Todos los superhéroes tienen un punto débil. Todos. Y cualquiera que aspire a derrotarlos sabe que lo primero que debe hacer es descubrirlo. El de Superman es la criptonita. El amarillo debilita a Linterna Verde. Y si Thor suelta 60 segundos su martillo, se vuelve humano. Son los únicos resquicios que le quedan al común de los mortales para tener alguna opción en la batalla.

Inditex es ahora mismo algo así como un superhéroe del textil. Si en vez de una empresa del Ibex fuera un personaje de Marvel, los lectores añoraríamos un archienemigo en la trama para darle interés a una historia que empieza a repetirse demasiado. Pero ahora mismo, reconozcámoslo, la empresa gallega sigue sin rival a la vista.

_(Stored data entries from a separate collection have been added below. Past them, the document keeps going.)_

//! Macro-expansion hook
//!
//! Macro expansion is an AST-to-AST pass that runs before optimization. Its
//! internals live with the front end; the compiler only needs a seam to
//! invoke it through. The default expander is the identity.

use crate::ast::Stmt;

/// An AST-to-AST expansion pass invoked on every entry-point body before
/// the optimizer runs
///
/// Implementations must produce output using only the AST vocabulary in
/// [`crate::ast`]; the compiler re-checks nothing the expander emits beyond
/// its normal semantic rules.
pub trait MacroExpander {
    /// Expand macros in a statement list
    fn expand(&self, stmts: Vec<Stmt>) -> Vec<Stmt>;
}

/// The identity expander, used when no front end macro pass is attached
#[derive(Debug, Clone, Copy, Default)]
pub struct NoopExpander;

impl MacroExpander for NoopExpander {
    fn expand(&self, stmts: Vec<Stmt>) -> Vec<Stmt> {
        stmts
    }
}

Si en vez de una empresa del Ibex fuera un personaje de Marvel, los lectores añoraríamos un archienemigo en la trama

Es el mayor imperio de la moda, ya está en el selectísimo club mundial de compañías con capitalización superior a los 100.000 millones, y ha vuelto a batir las previsiones del sector creciendo al 11% este semestre. Tampoco le han afectado demasiado las turbulencias monetarias y su nueva apuesta es reforzar su imagen como marca sostenible.

Los analistas, que son los guionistas de la Bolsa, dicen no ver fisuras a su modelo de negocio. El único inconveniente que le ven es la cotización en Bolsa, es decir, que la acción está cara. ¿Es ése su punto débil? ¿Podría morir de éxito? En realidad, la mayoría de inversores aún ve recorrido al valor. Los más optimistas estiman que en la próxima década Inditex va a crecer incluso más que en los últimos diez años gracias en parte a internet (sólo vende online en 37 países de los 91) y al amplio recorrido que le queda en países emergentes. Así que la criptonita, de momento, tampoco está en el parqué.

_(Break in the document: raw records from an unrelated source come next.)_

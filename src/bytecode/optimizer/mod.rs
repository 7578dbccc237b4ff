//! AST optimizer
//!
//! A pure AST-to-AST pre-pass over entry-point bodies, run by the compiler
//! before emission. Input nodes are never mutated; every pass rebuilds.
//!
//! # Levels
//!
//! | Level | Transforms |
//! |-------|-----------|
//! | `None` | nothing (required for tests that exercise runtime branching) |
//! | `Basic` | constant folding, dead code after `return`, literal-branch pruning, empty-block elision |
//! | `Aggressive` | `Basic` plus strength reduction, assign/reassign coalescing, single-expression inlining |
//!
//! # Example
//!
//! ```
//! use glyphcore::ast::{BinaryOp, Expr, Literal, Stmt};
//! use glyphcore::bytecode::optimizer::{Optimizer, OptLevel};
//!
//! let body = vec![Stmt::Return(Expr::Binary {
//!     op: BinaryOp::Add,
//!     lhs: Box::new(Expr::Literal(Literal::Int(40))),
//!     rhs: Box::new(Expr::Literal(Literal::Int(2))),
//! })];
//!
//! let mut optimizer = Optimizer::new(OptLevel::Basic);
//! let optimized = optimizer.optimize_statements(&body);
//! assert_eq!(optimized, vec![Stmt::Return(Expr::Literal(Literal::Int(42)))]);
//! ```

mod dce;
mod folding;
mod reduce;
mod types;


pub use types::{OptLevel, OptimizationStats};

use std::collections::HashMap;

use tracing::debug;

use crate::ast::{FunctionDecl, Stmt};

/// The AST optimizer
///
/// Holds the configured level, the module's function table (consulted by
/// the inliner), and accumulated statistics.
#[derive(Debug, Default)]
pub struct Optimizer {
    level: OptLevel,
    functions: HashMap<String, FunctionDecl>,
    stats: OptimizationStats,
}

impl Optimizer {
    /// Create an optimizer at the given level
    pub fn new(level: OptLevel) -> Self {
        Self {
            level,
            functions: HashMap::new(),
            stats: OptimizationStats::new(),
        }
    }

    /// Supply the module's user functions for the inlining pass
    pub fn with_functions(mut self, functions: impl IntoIterator<Item = FunctionDecl>) -> Self {
        self.functions = functions
            .into_iter()
            .map(|f| (f.name.clone(), f))
            .collect();
        self
    }

    /// The configured level
    #[inline]
    pub fn level(&self) -> OptLevel {
        self.level
    }

    /// Statistics accumulated across all `optimize_statements` calls
    #[inline]
    pub fn stats(&self) -> &OptimizationStats {
        &self.stats
    }

    /// Optimize a statement list, returning new nodes
    ///
    /// The input is left untouched; at `OptLevel::None` the output is a
    /// plain clone of it.
    pub fn optimize_statements(&mut self, stmts: &[Stmt]) -> Vec<Stmt> {
        if self.level == OptLevel::None {
            return stmts.to_vec();
        }

        let mut out = folding::fold_statements(stmts, &mut self.stats);
        if self.level == OptLevel::Aggressive {
            out = reduce::reduce_statements(out, &self.functions, &mut self.stats);
            // Inlined bodies expose fresh literal operands
            out = folding::fold_statements(&out, &mut self.stats);
        }
        out = dce::eliminate_dead_code(out, &mut self.stats);

        if self.stats.total() > 0 {
            debug!(
                target: "glyphcore::optimizer",
                level = ?self.level,
                transforms = self.stats.total(),
                "optimized statement list"
            );
        }
        out
    }
}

Los analistas no ven fisuras a su modelo de negocio, la criptonita no está en el parqué

La teoría dice que la ventaja competitiva es muy difícil mantenerla mucho tiempo sin que salgan imitadores. En la práctica, Inditex lleva 40 años creciendo sin que nadie haya conseguido copiar el modelo de negocio.

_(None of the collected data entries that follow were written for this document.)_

//! Bit-exact container layout, constant round-tripping, and jump-offset
//! properties over compiled programs.

mod common;

use common::*;

use glyphcore::ast::{BinaryOp, Stmt};
use glyphcore::bytecode::optimizer::OptLevel;
use glyphcore::{BytecodeProgram, Compiler, Opcode, Value};

fn compile(body: Vec<Stmt>) -> std::sync::Arc<BytecodeProgram> {
    init_tracing();
    let mut compiler = Compiler::with_optimization(OptLevel::None);
    compiler
        .compile_route(&test_route(body))
        .expect("compilation should succeed")
}

#[test]
fn test_header_is_bit_exact() {
    let program = compile(vec![ret(int(1))]);
    let bytes = program.as_bytes();

    assert_eq!(&bytes[0..4], &[0x47, 0x4C, 0x59, 0x50]);
    assert_eq!(u32::from_le_bytes(bytes[4..8].try_into().unwrap()), 1);

    let constant_count = u32::from_le_bytes(bytes[8..12].try_into().unwrap());
    assert_eq!(constant_count as usize, program.constants().len());

    // Instruction count sits right before the code block
    let code_start = program.code_start();
    let declared =
        u32::from_le_bytes(bytes[code_start - 4..code_start].try_into().unwrap()) as usize;
    assert_eq!(declared, bytes.len() - code_start);
}

#[test]
fn test_serialized_constants_round_trip() {
    let program = compile(vec![
        assign("a", int(-7)),
        assign("b", float(2.75)),
        assign("c", string("héllo")),
        assign("d", boolean(true)),
        assign("e", null()),
        ret(var("a")),
    ]);

    let decoded = BytecodeProgram::from_bytes(program.as_bytes()).unwrap();
    assert_eq!(decoded.constants(), program.constants());
    assert_eq!(decoded.as_bytes(), program.as_bytes());

    // Every scalar shape survives
    let constants = decoded.constants();
    assert!(constants.contains(&Value::Int(-7)));
    assert!(constants.contains(&Value::Float(2.75)));
    assert!(constants.contains(&Value::string("héllo")));
    assert!(constants.contains(&Value::Bool(true)));
    assert!(constants.contains(&Value::Null));
}

/// Walk the instruction block, collecting each instruction's image offset
fn instruction_offsets(program: &BytecodeProgram) -> Vec<usize> {
    let mut offsets = Vec::new();
    let mut offset = program.code_start();
    while offset < program.len() {
        offsets.push(offset);
        let opcode = Opcode::from_byte(program.read_byte(offset).unwrap())
            .expect("compiled programs contain only assigned opcodes");
        offset += opcode.instruction_size();
    }
    offsets
}

#[test]
fn test_every_jump_lands_on_an_instruction_boundary() {
    let program = compile(vec![
        assign("n", int(0)),
        Stmt::While {
            condition: binary(BinaryOp::Lt, var("n"), int(3)),
            body: vec![
                Stmt::If {
                    condition: binary(BinaryOp::Eq, var("n"), int(1)),
                    then_block: vec![reassign("n", binary(BinaryOp::Add, var("n"), int(2)))],
                    else_block: Some(vec![reassign(
                        "n",
                        binary(BinaryOp::Add, var("n"), int(1)),
                    )]),
                },
            ],
        },
        ret(var("n")),
    ]);

    let boundaries = instruction_offsets(&program);
    let header = program.code_start();
    let mut jumps_seen = 0;

    for &offset in &boundaries {
        let opcode = Opcode::from_byte(program.read_byte(offset).unwrap()).unwrap();
        if !opcode.is_jump() {
            continue;
        }
        jumps_seen += 1;
        let target = program.read_u32(offset + 1).unwrap() as usize;

        // Absolute operands never point into the header
        assert!(target >= header, "jump into the header at {:04x}", offset);
        assert!(target <= program.len());
        // The absolute target and its block-relative form decode the same
        // instruction
        assert!(
            boundaries.contains(&target) || target == program.len(),
            "jump target {:04x} is not an instruction boundary",
            target
        );
        assert_eq!(
            program.read_byte(target),
            program.code().get(target - header).copied()
        );
    }
    assert!(jumps_seen >= 4, "loop + branch should emit several jumps");
}

#[test]
fn test_identical_input_compiles_byte_identical() {
    let body = || {
        vec![
            assign("x", binary(BinaryOp::Mul, int(3), int(4))),
            Stmt::If {
                condition: binary(BinaryOp::Gt, var("x"), int(10)),
                then_block: vec![ret(string("big"))],
                else_block: Some(vec![ret(string("small"))]),
            },
        ]
    };
    for level in [OptLevel::None, OptLevel::Basic, OptLevel::Aggressive] {
        let mut a = Compiler::with_optimization(level);
        let mut b = Compiler::with_optimization(level);
        let pa = a.compile_route(&test_route(body())).unwrap();
        let pb = b.compile_route(&test_route(body())).unwrap();
        assert_eq!(pa.as_bytes(), pb.as_bytes(), "nondeterminism at {:?}", level);
    }
}

#[test]
fn test_disassembly_of_compiled_route() {
    let program = compile(vec![
        assign("greeting", string("hello")),
        ret(var("greeting")),
    ]);
    let disasm = program.disassemble();
    assert!(disasm.contains("store_var"));
    assert!(disasm.contains("load_var"));
    assert!(disasm.contains("return"));
    assert!(disasm.contains("\"hello\""));
}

También en teoría los superhéroes tienen puntos débiles, pero en la práctica no es así porque tampoco todos tienen superpoderes. Batman, por ejemplo, a diferencia de Thor y compañía, no tiene ninguna flaqueza secreta. Es un tipo listo -y rico, muy rico- capaz de anticiparse al resto con audacia y la última tecnología.

Zara renueva su ropa en 91 países más rápido que ‘Vogue’ lleva la próxima revista al quiosco

Algo así hace la empresa que preside Pablo Isla. Ni vuela ni se teletransporta, pero sigue siendo la única capaz de lanzar colecciones cada dos semanas. Renueva los modelos de sus 7.000 tiendas en 91 países más rápido de lo que Vogue tarda en sacar la próxima revista al quiosco. Nada que a priori no pudiera hacer el resto. Pero no puede.

En realidad, ni Batman ni Inditex son invencibles. Su poder radica en que sus debilidades, igual que sus poderes, son muy sutiles. Gotham estaría repleta de Zaras.